He then started recording moments from the home movies off the TV and sampling some of the audio to work it into songs. “What I was really consumed with was how much I could zoom in on my actual history,” said Powers. “I wanted to really make someone feel like they were inside my living room in 1993, but rearrange the furniture a bit. Something about combining that level of hyperreality with fairytales of devils and detectives weirdly felt like the truest way to immortalize these pieces of my family.”

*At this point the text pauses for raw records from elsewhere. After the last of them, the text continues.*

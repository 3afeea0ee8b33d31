//! Name-similarity grouping of sibling albums
//!
//! Album names are cleaned of volume/chapter numbering and bracketed tags,
//! then compared pairwise with a blend of sequence similarity, word overlap
//! and substring containment. Clusters are grown single-link from a seed in
//! input order: each still-ungrouped album becomes a seed and pulls in every
//! later ungrouped album that scores against *the seed* above the threshold.
//! The result can therefore depend on input order when A~B and B~C but not
//! A~C.

use crate::album::{Album, Collection, CollectionKind, LibraryEntry};
use once_cell::sync::Lazy;
use regex::Regex;
use serde::{Deserialize, Serialize};
use std::collections::HashSet;
use std::path::{Path, PathBuf};

/// Prefix of the virtual path given to smart collections.
pub const SMART_COLLECTION_PREFIX: &str = "[smart] ";

const SEQUENCE_WEIGHT: f64 = 0.6;
const JACCARD_WEIGHT: f64 = 0.4;
const CONTAINMENT_BOOST: f64 = 0.2;
const MIN_CONTAINED_CHARS: usize = 3;

static BRACKETED: Lazy<Regex> =
    Lazy::new(|| Regex::new(r"\[[^\]]*\]|\([^)]*\)|\{[^}]*\}|【[^】]*】").unwrap());

static NUMBERING: Lazy<Regex> = Lazy::new(|| {
    Regex::new(
        r"(?i)\b(?:v(?:ol(?:ume)?)?|ch(?:apter)?|ep(?:isode)?|part|pt|no|book|issue)\.?\s*\d+(?:\.\d+)?|#\s*\d+",
    )
    .unwrap()
});

static SEPARATORS: Lazy<Regex> = Lazy::new(|| Regex::new(r"[_\-.]+").unwrap());

static NUMBERS: Lazy<Regex> = Lazy::new(|| Regex::new(r"\b\d+\b").unwrap());

static WHITESPACE: Lazy<Regex> = Lazy::new(|| Regex::new(r"\s+").unwrap());

#[derive(Debug, Clone, Serialize, Deserialize)]
#[serde(default)]
pub struct GroupingConfig {
    pub enabled: bool,
    /// Minimum score for two albums to share a group
    pub threshold: f64,
}

impl Default for GroupingConfig {
    fn default() -> Self {
        Self {
            enabled: true,
            threshold: 0.6,
        }
    }
}

/// Strip bracketed tags, volume/chapter/episode markers and bare numbers,
/// keeping the original casing of what remains.
pub fn clean_name(name: &str) -> String {
    // Underscores are word characters to the regex engine, so split on them first
    let cleaned = name.replace('_', " ");
    let cleaned = BRACKETED.replace_all(&cleaned, " ");
    let cleaned = NUMBERING.replace_all(&cleaned, " ");
    let cleaned = SEPARATORS.replace_all(&cleaned, " ");
    let cleaned = NUMBERS.replace_all(&cleaned, " ");
    WHITESPACE.replace_all(&cleaned, " ").trim().to_string()
}

/// Similarity of two raw album names in `[0, 1]`.
pub fn similarity(a: &str, b: &str) -> f64 {
    score_cleaned(&clean_name(a).to_lowercase(), &clean_name(b).to_lowercase())
}

/// Score two already cleaned, lowercased names.
fn score_cleaned(a: &str, b: &str) -> f64 {
    if a.is_empty() || b.is_empty() {
        return 0.0;
    }

    let mut score = SEQUENCE_WEIGHT * sequence_ratio(a, b) + JACCARD_WEIGHT * word_jaccard(a, b);

    let (shorter, longer) = if a.chars().count() <= b.chars().count() {
        (a, b)
    } else {
        (b, a)
    };
    if shorter.chars().count() >= MIN_CONTAINED_CHARS && longer.contains(shorter) {
        score += CONTAINMENT_BOOST;
    }

    score.min(1.0)
}

/// Ratcliff/Obershelp ratio: `2 * matched / (len(a) + len(b))`, where
/// matches are found by recursively taking the longest common substring.
pub fn sequence_ratio(a: &str, b: &str) -> f64 {
    let a: Vec<char> = a.chars().collect();
    let b: Vec<char> = b.chars().collect();
    let total = a.len() + b.len();
    if total == 0 {
        return 1.0;
    }
    2.0 * matching_chars(&a, &b) as f64 / total as f64
}

fn matching_chars(a: &[char], b: &[char]) -> usize {
    let (start_a, start_b, len) = longest_common_substring(a, b);
    if len == 0 {
        return 0;
    }
    len + matching_chars(&a[..start_a], &b[..start_b])
        + matching_chars(&a[start_a + len..], &b[start_b + len..])
}

/// Earliest longest common run as `(start in a, start in b, length)`.
fn longest_common_substring(a: &[char], b: &[char]) -> (usize, usize, usize) {
    let mut best = (0, 0, 0);
    if a.is_empty() || b.is_empty() {
        return best;
    }

    let mut previous = vec![0usize; b.len() + 1];
    for i in 0..a.len() {
        let mut current = vec![0usize; b.len() + 1];
        for j in 0..b.len() {
            if a[i] == b[j] {
                let run = previous[j] + 1;
                current[j + 1] = run;
                if run > best.2 {
                    best = (i + 1 - run, j + 1 - run, run);
                }
            }
        }
        previous = current;
    }
    best
}

fn word_jaccard(a: &str, b: &str) -> f64 {
    let words_a: HashSet<&str> = a.split_whitespace().collect();
    let words_b: HashSet<&str> = b.split_whitespace().collect();
    let union = words_a.union(&words_b).count();
    if union == 0 {
        return 0.0;
    }
    words_a.intersection(&words_b).count() as f64 / union as f64
}

/// Cluster `names` into groups of indices.
///
/// Groups come out in seed order and list their members in input order, so
/// the first index of each group is its seed.
pub fn cluster<S: AsRef<str>>(names: &[S], threshold: f64) -> Vec<Vec<usize>> {
    let cleaned: Vec<String> = names
        .iter()
        .map(|name| clean_name(name.as_ref()).to_lowercase())
        .collect();

    let mut assigned = vec![false; cleaned.len()];
    let mut groups = Vec::new();

    for seed in 0..cleaned.len() {
        if assigned[seed] {
            continue;
        }
        assigned[seed] = true;
        let mut group = vec![seed];

        for other in seed + 1..cleaned.len() {
            if !assigned[other] && score_cleaned(&cleaned[seed], &cleaned[other]) >= threshold {
                assigned[other] = true;
                group.push(other);
            }
        }
        groups.push(group);
    }

    groups
}

/// Name for a smart collection: the words every member shares, in the first
/// member's order and casing, or else the first member's cleaned name with a
/// generic suffix.
pub fn collection_name(albums: &[Album]) -> String {
    let Some(first) = albums.first() else {
        return String::new();
    };
    let first_cleaned = clean_name(&first.name);

    let member_words: Vec<HashSet<String>> = albums
        .iter()
        .map(|album| {
            clean_name(&album.name)
                .to_lowercase()
                .split_whitespace()
                .map(str::to_string)
                .collect()
        })
        .collect();

    let mut seen = HashSet::new();
    let common: Vec<&str> = first_cleaned
        .split_whitespace()
        .filter(|word| {
            let lower = word.to_lowercase();
            member_words.iter().all(|words| words.contains(&lower)) && seen.insert(lower)
        })
        .collect();

    if !common.is_empty() {
        return common.join(" ");
    }
    if first_cleaned.is_empty() {
        format!("{} Collection", first.name)
    } else {
        format!("{} Collection", first_cleaned)
    }
}

/// Group sibling albums by name. Groups of one stay plain albums; larger
/// groups become smart collections placed where their first member was.
pub fn group_albums(albums: Vec<Album>, root: &Path, threshold: f64) -> Vec<LibraryEntry> {
    group_indexed(albums, root, threshold)
        .into_iter()
        .map(|(_, entry)| entry)
        .collect()
}

/// Like [`group_albums`], paired with the input index of each group's seed.
pub(crate) fn group_indexed(
    albums: Vec<Album>,
    root: &Path,
    threshold: f64,
) -> Vec<(usize, LibraryEntry)> {
    let groups = cluster(
        &albums.iter().map(|a| a.name.as_str()).collect::<Vec<_>>(),
        threshold,
    );
    let mut slots: Vec<Option<Album>> = albums.into_iter().map(Some).collect();
    let mut taken = HashSet::new();

    let mut entries = Vec::with_capacity(groups.len());
    for members in groups {
        let seed = members[0];
        let mut group: Vec<Album> = members
            .iter()
            .filter_map(|&index| slots[index].take())
            .collect();

        let entry = if group.len() == 1 {
            group.pop().map(LibraryEntry::Album)
        } else {
            let collection = smart_collection_in(group, root, &mut taken);
            log::debug!(
                "grouped {} albums into \"{}\"",
                collection.album_count,
                collection.name
            );
            Some(LibraryEntry::Collection(collection))
        };
        if let Some(entry) = entry {
            entries.push((seed, entry));
        }
    }
    entries
}

/// Wrap a group of similar albums into a smart collection under `root`.
pub fn smart_collection(albums: Vec<Album>, root: &Path) -> Collection {
    smart_collection_in(albums, root, &mut HashSet::new())
}

fn smart_collection_in(albums: Vec<Album>, root: &Path, taken: &mut HashSet<PathBuf>) -> Collection {
    let name = collection_name(&albums);
    let seed = albums.first().map(|album| album.name.as_str()).unwrap_or_default();
    let path = smart_path(root, &name, seed, taken);
    Collection::new(path, name, CollectionKind::Smart, albums)
}

/// Virtual path `<root>/[smart] <name>`. If that is already used by another
/// smart collection or by a real entry on disk, the seed album's folder name
/// is appended, then a counter.
fn smart_path(root: &Path, name: &str, seed: &str, taken: &mut HashSet<PathBuf>) -> PathBuf {
    let is_free =
        |path: &PathBuf, taken: &HashSet<PathBuf>| !taken.contains(path) && path.symlink_metadata().is_err();

    let mut path = root.join(format!("{}{}", SMART_COLLECTION_PREFIX, name));
    if !is_free(&path, taken) {
        let base = format!("{}{} ({})", SMART_COLLECTION_PREFIX, name, seed);
        path = root.join(&base);
        let mut counter = 2;
        while !is_free(&path, taken) {
            path = root.join(format!("{} {}", base, counter));
            counter += 1;
        }
    }

    taken.insert(path.clone());
    path
}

“The more I rewind the tapes of my life, the more I can hear the voice of my soul,” Powers added. “This isn’t nostalgia. Life’s much more messy than that. It’s a dedication to all the parts of who I was, who I am, and who I’m going to be.”

Powers recorded the album with co-producer/mixer/engineer Rodaidh McDonald (Weyes Blood, The xx, Gil Scott-Heron).

As Youth Lagoon, Powers released three albums: 2011’s The Year of Hibernation, 2013’s Wondrous Bughouse, and 2015’s Savage Hills Ballroom. Then he retired the name in 2016 and released two albums simply as Trevor Powers: 2018’s Mulberry Violence and 2020’s surprise-released Capricorn. All before returning to Youth Lagoon for Heaven Is a Junkyard.

Read our 2011 interview with Youth Lagoon.

Read our 2015 interview with Youth Lagoon.

Read our 2023 interview with Youth Lagoon. By Mark Redfern

3. Perfume Genius: “No Front Teeth” (Feat. Aldous Harding)

Perfume Genius (aka Mike Hadreas) is releasing a new album, Glory, on March 28 via Matador. This week he released its second single, “No Front Teeth,” which features New Zealand singer/songwriter Aldous Harding. It was shared via a music video for the song directed by Cody Critcheloe (who also directed Perfume Genius’ “Queen” video). Hadreas and Harding both star in the video, alongside longtime Perfume Genius band member and co-writer Alan Wyffels.

Previously Perfume Genius released Glory’s first single, “It’s a Mirror,” which was one of our Songs of the Week.

Glory once again finds Hadreas teaming up with long-time producer Blake Mills and keyboardist/co-writer/life partner Alan Wyffels. The album also features other previous collaborators, including guitarists Meg Duffy (aka Hand Habits) and Greg Uhlmann, drummers Tim Carr and Jim Keltner, and bassist Pat Kelly.

On Glory, Hadreas says in a press release that he was more open to input from his band and collaborators. “I’m more engaged with the band and the audience,” he says. “I’m still on some wild tear, but there’s more access and it’s more collaborative, in a way that makes it better, but also scary—because it feels more vulnerable.”

Glory follows 2022’s Ugly Season and 2020’s Set My Heart On Fire Immediately.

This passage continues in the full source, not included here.